RWJF VIL RULE DER VORLD!! SEIG HEIL!! (please see my article about another of RWJF's tentacles & Kellogg's)
Nobody gets it, Starling. They're going after total world domination -by buying it , passing laws,or threatening lawsuits.
----------------------
BRING THE TROOPS HOME-NOW!
_________________
"They keep talking about drafting a constitution for Iraq.Why don't we give them ours? It was written by a lot of really smart guys, and we're not using it any more".
My motivation comes from the fact that these miserable c***sucking moneygrubbing bastards (RWJF) are the greatest threat to freedom in the world since the Axis powers in world war 2-and not only are they doing it without firing a shot-they're literally buying entire governments-you and everyone else seem perfectly comfortable with it, since after all,it's 'for the common good'. This organization is anything BUT altruistic. They want everyone to take more of their big pharma drugs, (theirs are,of course, the GOOD kind)while at the same time stifling the free market, destroying property rights, liberty, etc. M.A.D.D. started out as a noble cause, too, once upon a time-until RWJF literally bought it. The woman who started it has left the organization, and gives speeches against them for what they've become (for prohibition). If you're in the medical industry, it's understadable you're for big pharma, but I'm telling you right now-I didn't like the Nazis, and I didn't like the communists, and to see an outfit using things from both their playbooks in order to gain power and further enrich themselves with the glazed-over blessing of an unaware public galls me no end.
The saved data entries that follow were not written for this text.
//! Decoder automaton model.
//!
//! The automaton is loaded once from JSON, validated, and then only read: suffix counting,
//! task partitioning and traversal all take `&self`, so one instance can be shared by every
//! worker thread.
//!
//! ```json
//! {
//!   "initial": 0,
//!   "states": [
//!     { "accepting": true, "transitions": [ { "begin": 144, "to": 0 }, { "begin": 176, "to": 1 } ] },
//!     { "transitions": [ { "begin": 0, "end": 255, "to": 0 } ] }
//!   ]
//! }
//! ```

mod automaton;
mod error;
mod traversal;

pub use automaton::{Automaton, State, Transition};
pub use error::DfaError;
pub use traversal::{TraversalOptions, TraversalTask, DEFAULT_SPLIT_THRESHOLD};
use std::io::{self, Write};
use std::path::{Path, PathBuf};
use std::process::ExitCode;

use anyhow::{Context, Result};
use clap::{Parser, Subcommand};
use dfatrie_dfa::{Automaton, DEFAULT_SPLIT_THRESHOLD};
use dfatrie_gen::{GenConfig, Orchestrator, Progress};
use dfatrie_oracle::NativeValidator;
use dfatrie_proof::{IcedDisassembler, Operands, TrieDiffSet};
use dfatrie_trie::{read_trie, write_trie, NodeCache};
use dfatrie_types::{hex_bytes, Bitness};
use indicatif::{ProgressBar, ProgressStyle};
use serde::Serialize;
use tracing_subscriber::EnvFilter;

#[derive(Debug, Parser)]
#[command(name = "dfatrie", version, about)]
struct Cli {
    #[command(subcommand)]
    command: Commands,
}

#[derive(Debug, Subcommand)]
enum Commands {
    /// Enumerate a decoder automaton, confirm every candidate with the validator and write the
    /// resulting trie.
    Gen(GenArgs),
    /// Print the instructions accepted by only one of two tries.
    Diff(DiffArgs),
    /// List every sequence a trie accepts.
    Dump(DumpArgs),
}

#[derive(Debug, Parser)]
struct GenArgs {
    /// Instruction set mode, 32 or 64.
    #[arg(long)]
    bitness: Bitness,

    /// Validator shared library exporting `ValidateChunk` and
    /// `ValidateAndGetFinalRestrictedRegister`.
    #[arg(long)]
    validator_dll: PathBuf,

    /// Output trie file.
    #[arg(long)]
    trie_path: PathBuf,

    /// Worker threads (defaults to the number of CPUs).
    #[arg(long, env = "DFATRIE_JOBS")]
    jobs: Option<usize>,

    /// Split automaton states into separate tasks while they emit more candidates than this.
    #[arg(long, env = "DFATRIE_SPLIT_THRESHOLD", default_value_t = DEFAULT_SPLIT_THRESHOLD)]
    split_threshold: u64,

    /// Hide the progress bar.
    #[arg(long, default_value_t = false)]
    quiet: bool,

    /// Decoder automaton in JSON form.
    dfa: PathBuf,
}

#[derive(Debug, Parser)]
struct DiffArgs {
    /// Instruction set mode the tries were built for, 32 or 64.
    #[arg(long)]
    bitness: Bitness,

    /// Print the differences as JSON instead of one instruction per line.
    #[arg(long, default_value_t = false)]
    json: bool,

    first: PathBuf,
    second: PathBuf,
}

#[derive(Debug, Parser)]
struct DumpArgs {
    trie: PathBuf,
}

fn main() -> ExitCode {
    tracing_subscriber::fmt()
        .with_env_filter(
            EnvFilter::try_from_default_env().unwrap_or_else(|_| EnvFilter::new("info")),
        )
        .with_writer(io::stderr)
        .init();

    let cli = Cli::parse();
    let result = match cli.command {
        Commands::Gen(args) => gen(args),
        Commands::Diff(args) => diff(args),
        Commands::Dump(args) => dump(args),
    };
    match result {
        Ok(code) => code,
        Err(err) => {
            eprintln!("dfatrie: {err:#}");
            ExitCode::from(2)
        }
    }
}

struct BarProgress(ProgressBar);

impl Progress for BarProgress {
    fn on_start(&mut self, expected: u64, tasks: usize) {
        self.0.set_length(expected);
        self.0.set_message(format!("{tasks} tasks"));
    }

    fn on_merged(&mut self, processed: u64, _expected: u64) {
        self.0.set_position(processed);
    }
}

fn progress_bar(quiet: bool) -> Result<ProgressBar> {
    if quiet {
        return Ok(ProgressBar::hidden());
    }
    let pb = ProgressBar::new(0);
    pb.set_style(
        ProgressStyle::with_template(
            "[{elapsed_precise}] {bar:40.cyan/blue} {pos}/{len} instructions {msg} ({eta})",
        )?
        .progress_chars("##-"),
    );
    Ok(pb)
}

fn gen(args: GenArgs) -> Result<ExitCode> {
    let automaton = Automaton::load(&args.dfa)
        .with_context(|| format!("load automaton {}", args.dfa.display()))?;
    let validator = NativeValidator::load(&args.validator_dll)
        .with_context(|| format!("load validator {}", args.validator_dll.display()))?;

    let mut config = GenConfig::new(args.bitness);
    if let Some(jobs) = args.jobs {
        config.jobs = jobs;
    }
    config.split_threshold = args.split_threshold;

    let mut progress = BarProgress(progress_bar(args.quiet)?);
    let output = Orchestrator::new(&automaton, &validator, config).run(&mut progress);
    progress.0.finish_and_clear();
    let output = output.context("enumeration failed")?;

    write_trie(&output.cache, output.root, &args.trie_path)
        .with_context(|| format!("write trie {}", args.trie_path.display()))?;
    eprintln!(
        "{} of {} instructions accepted; trie written to {}",
        output.num_valid,
        output.total_instructions,
        args.trie_path.display()
    );
    Ok(ExitCode::SUCCESS)
}

fn load_trie(cache: &mut NodeCache, path: &Path) -> Result<dfatrie_trie::NodeId> {
    read_trie(cache, path).with_context(|| format!("read trie {}", path.display()))
}

#[derive(Serialize)]
struct DiffReport<'a> {
    accept_trie1: Vec<&'a Operands>,
    accept_trie2: Vec<&'a Operands>,
}

fn diff(args: DiffArgs) -> Result<ExitCode> {
    let mut cache = NodeCache::new();
    let first = load_trie(&mut cache, &args.first)?;
    let second = load_trie(&mut cache, &args.second)?;

    let mut diff_set = TrieDiffSet::new(&IcedDisassembler, args.bitness);
    diff_set
        .collect(&cache, first, second)
        .context("compare tries")?;

    let stdout = io::stdout();
    let mut out = stdout.lock();
    if args.json {
        let report = DiffReport {
            accept_trie1: diff_set.accept_trie1.iter().collect(),
            accept_trie2: diff_set.accept_trie2.iter().collect(),
        };
        serde_json::to_writer_pretty(&mut out, &report)?;
        writeln!(out)?;
    } else {
        for (label, set) in [
            (args.first.display(), &diff_set.accept_trie1),
            (args.second.display(), &diff_set.accept_trie2),
        ] {
            writeln!(out, "accepted only by {label}: {}", set.len())?;
            for ops in set {
                writeln!(out, "  {ops}")?;
            }
        }
    }

    Ok(if diff_set.is_empty() {
        ExitCode::SUCCESS
    } else {
        ExitCode::FAILURE
    })
}

fn dump(args: DumpArgs) -> Result<ExitCode> {
    let mut cache = NodeCache::new();
    let root = load_trie(&mut cache, &args.trie)?;
    let stdout = io::stdout();
    let mut out = stdout.lock();
    for (sequence, info) in cache.sequences(root) {
        writeln!(out, "{}\t{info}", hex_bytes(&sequence))?;
    }
    Ok(ExitCode::SUCCESS)
}

#[cfg(test)]
mod tests {
    use super::*;
    use clap::CommandFactory;

    #[test]
    fn cli_definition_is_consistent() {
        Cli::command().debug_assert();
    }

    #[test]
    fn gen_help_mentions_default_split_threshold() {
        let mut cmd = Cli::command();
        let gen = cmd.find_subcommand_mut("gen").expect("gen subcommand");
        let help = gen.render_long_help().to_string();
        assert!(
            help.contains(&format!("[default: {DEFAULT_SPLIT_THRESHOLD}]")),
            "gen help did not mention the split threshold default; help was:\n{help}"
        );
    }

    #[test]
    fn bitness_is_validated_at_parse_time() {
        let err = Cli::try_parse_from(["dfatrie", "diff", "--bitness", "16", "a", "b"]).unwrap_err();
        assert_eq!(err.kind(), clap::error::ErrorKind::ValueValidation);
    }
}
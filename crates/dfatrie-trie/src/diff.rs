use dfatrie_types::AcceptInfo;

use crate::cache::NodeCache;
use crate::node::NodeId;

/// Walks two tries of the same cache in lockstep and reports every sequence on which they
/// disagree, either on acceptance or on accept info.
///
/// Identical subtries share a node id and are skipped without being visited, which keeps the
/// walk proportional to the difference rather than to the size of either language.
pub fn diff_tries<F, E>(cache: &NodeCache, a: NodeId, b: NodeId, mut callback: F) -> Result<(), E>
where
    F: FnMut(&[u8], Option<&AcceptInfo>, Option<&AcceptInfo>) -> Result<(), E>,
{
    let mut path = Vec::new();
    diff_at(cache, a, b, &mut path, &mut callback)
}

fn diff_at<F, E>(
    cache: &NodeCache,
    a: NodeId,
    b: NodeId,
    path: &mut Vec<u8>,
    callback: &mut F,
) -> Result<(), E>
where
    F: FnMut(&[u8], Option<&AcceptInfo>, Option<&AcceptInfo>) -> Result<(), E>,
{
    if a == b {
        return Ok(());
    }
    let (left, right) = (cache.node(a), cache.node(b));
    if left.accept() != right.accept() {
        callback(path, left.accept(), right.accept())?;
    }

    let (lc, rc) = (left.children(), right.children());
    let empty = cache.empty();
    let (mut i, mut j) = (0, 0);
    while i < lc.len() || j < rc.len() {
        let (byte, ca, cb) = match (lc.get(i), rc.get(j)) {
            (Some(&(ba, ca)), Some(&(bb, cb))) if ba == bb => {
                i += 1;
                j += 1;
                (ba, ca, cb)
            }
            (Some(&(ba, ca)), Some(&(bb, _))) if ba < bb => {
                i += 1;
                (ba, ca, empty)
            }
            (Some(&(ba, ca)), None) => {
                i += 1;
                (ba, ca, empty)
            }
            (_, Some(&(bb, cb))) => {
                j += 1;
                (bb, empty, cb)
            }
            (None, None) => unreachable!(),
        };
        path.push(byte);
        diff_at(cache, ca, cb, path, callback)?;
        path.pop();
    }
    Ok(())
}
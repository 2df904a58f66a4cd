use std::collections::BTreeSet;

use dfatrie_trie::{diff_tries, NodeCache, NodeId};
use dfatrie_types::{AcceptInfo, Bitness, Gpr, InputRr};

use crate::disasm::Disassembler;
use crate::error::{ProofError, Result};
use crate::operands::Operands;
use crate::parse::parse_instruction;

/// Restricted register requirements of a trie entry, as carried by [`Operands`].
///
/// Only a specific input register is a requirement; [`InputRr::AnyNonSpecial`] imposes none.
pub fn rr_from_accept_info(
    info: &AcceptInfo,
    bitness: Bitness,
) -> Result<(Option<Gpr>, Option<Gpr>)> {
    info.check(bitness)?;
    let input_rr = match info.input_rr {
        InputRr::Register(reg) => Some(reg),
        InputRr::Unrestricted | InputRr::AnyNonSpecial => None,
    };
    Ok((input_rr, info.output_rr))
}

/// Instructions on which two tries disagree, grouped by the side that accepts them.
pub struct TrieDiffSet<'a, D: ?Sized> {
    disassembler: &'a D,
    bitness: Bitness,
    pub accept_trie1: BTreeSet<Operands>,
    pub accept_trie2: BTreeSet<Operands>,
}

impl<'a, D> TrieDiffSet<'a, D>
where
    D: Disassembler + ?Sized,
{
    pub fn new(disassembler: &'a D, bitness: Bitness) -> Self {
        Self {
            disassembler,
            bitness,
            accept_trie1: BTreeSet::new(),
            accept_trie2: BTreeSet::new(),
        }
    }

    /// Records one differing sequence. Each side that accepts it gets an entry.
    pub fn process(
        &mut self,
        sequence: &[u8],
        info1: Option<&AcceptInfo>,
        info2: Option<&AcceptInfo>,
    ) -> Result<()> {
        let disassembly = self.disassembler.disassemble(sequence, self.bitness)?;
        let [text] = disassembly.as_slice() else {
            return Err(ProofError::InstructionCount {
                sequence: sequence.to_vec(),
                count: disassembly.len(),
            });
        };
        let tokens = parse_instruction(text)?.into_tokens();

        if let Some(info) = info1 {
            let (input_rr, output_rr) = rr_from_accept_info(info, self.bitness)?;
            self.accept_trie1.insert(Operands {
                disasms: tokens.clone(),
                input_rr,
                output_rr,
            });
        }
        if let Some(info) = info2 {
            let (input_rr, output_rr) = rr_from_accept_info(info, self.bitness)?;
            self.accept_trie2.insert(Operands {
                disasms: tokens,
                input_rr,
                output_rr,
            });
        }
        Ok(())
    }

    /// Feeds every difference between `a` and `b` through [`TrieDiffSet::process`].
    pub fn collect(&mut self, cache: &NodeCache, a: NodeId, b: NodeId) -> Result<()> {
        diff_tries(cache, a, b, |sequence, info1, info2| {
            self.process(sequence, info1, info2)
        })
    }

    pub fn is_empty(&self) -> bool {
        self.accept_trie1.is_empty() && self.accept_trie2.is_empty()
    }
}
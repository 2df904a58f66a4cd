use dfatrie_types::{hex_bytes, Gpr, TypeError};
use thiserror::Error;

pub type Result<T> = std::result::Result<T, ProofError>;

#[derive(Debug, Clone, PartialEq, Eq, Error)]
pub enum ProofError {
    /// At most one part of an instruction may require a restricted register on input.
    #[error("both operand groups require an input restricted register ({left} and {right})")]
    DuplicateInputRr { left: Gpr, right: Gpr },

    #[error("both operand groups produce an output restricted register ({left} and {right})")]
    DuplicateOutputRr { left: Gpr, right: Gpr },

    #[error("{0:?} is not a 64-bit general purpose register")]
    UnknownRegister(String),

    #[error("[{}] is not a valid instruction", hex_bytes(.sequence))]
    InvalidEncoding { sequence: Vec<u8> },

    #[error("[{}] disassembles to {count} instructions, expected exactly one", hex_bytes(.sequence))]
    InstructionCount { sequence: Vec<u8>, count: usize },

    #[error("cannot parse instruction {0:?}")]
    UnparsableInstruction(String),

    #[error(transparent)]
    AcceptInfo(#[from] TypeError),
}
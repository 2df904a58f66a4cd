use std::path::PathBuf;

use dfatrie_types::{hex_bytes, Gpr};
use thiserror::Error;

pub type Result<T> = std::result::Result<T, OracleError>;

fn rr_list(regs: &[Option<Gpr>]) -> String {
    regs.iter()
        .map(|r| r.map_or("none", Gpr::name))
        .collect::<Vec<_>>()
        .join(", ")
}

#[derive(Debug, Error)]
pub enum OracleError {
    #[error("instruction [{}] is longer than a {bundle_size}-byte bundle", hex_bytes(.sequence))]
    TooLong {
        sequence: Vec<u8>,
        bundle_size: usize,
    },

    /// The outgoing restriction must not depend on which incoming restriction was assumed.
    #[error("[{}] produces different output restricted registers: {}", hex_bytes(.sequence), rr_list(.outputs))]
    MultipleOutputRr {
        sequence: Vec<u8>,
        outputs: Vec<Option<Gpr>>,
    },

    #[error("[{}] is valid under an unexpected set of input restricted registers: {}", hex_bytes(.sequence), rr_list(.inputs))]
    InvalidInputRrSet {
        sequence: Vec<u8>,
        inputs: Vec<Option<Gpr>>,
    },

    #[error("[{}] produces %r15 as a restricted register", hex_bytes(.sequence))]
    R15Restricted { sequence: Vec<u8> },

    #[error("failed to load validator library {path}: {reason}")]
    Load { path: PathBuf, reason: String },

    #[error("validator library does not export {symbol}")]
    SymbolNotFound { symbol: String },

    #[error("validator returned unknown register number {0}")]
    UnknownRegister(i32),

    #[error("instruction length {len} does not fit the validator interface")]
    LengthOutOfRange { len: usize },
}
This outfit is worth BILLIONS, and since they push/own smoking-cessation devices, FURTHER enrich themselves with smoker bans, which they of course push-to get MORE billions. But he, it's all good, right? Since smoking, drinking, or eating the wrong things aren't good for you-let's just let someone else force you to make the right choices. Some people will never learn that freedom to make only what THEY consider the right choices isn't really freedom at all.
----------------------
BRING THE TROOPS HOME-NOW!
_________________
"They keep talking about drafting a constitution for Iraq.Why don't we give them ours? It was written by a lot of really smart guys, and we're not using it any more".
Genetics doesn't explain the explosion of obesity in America we've seen the last 30 years. We're not suddenly evolving into a fat species through genetics. Genetics most definitely plays a role in a certain percentage of people, but it plays a smaller role than lifestyle when you look at our whole population.
And genetics will never be able to counteract the see-saw balance of calories in and calories out. I don't care what genes you carry, as long as your expend the same amount of calories as you ingest you won't gain weight.
And, as I said below, patient autonomy isn't at stake here. A parent is completely free to choose the best treatment protocol in their opinion. However, a doctor will be strongly encouraged (not required) to present the most appropriate therapy to the parents for their consideration. Nothing more.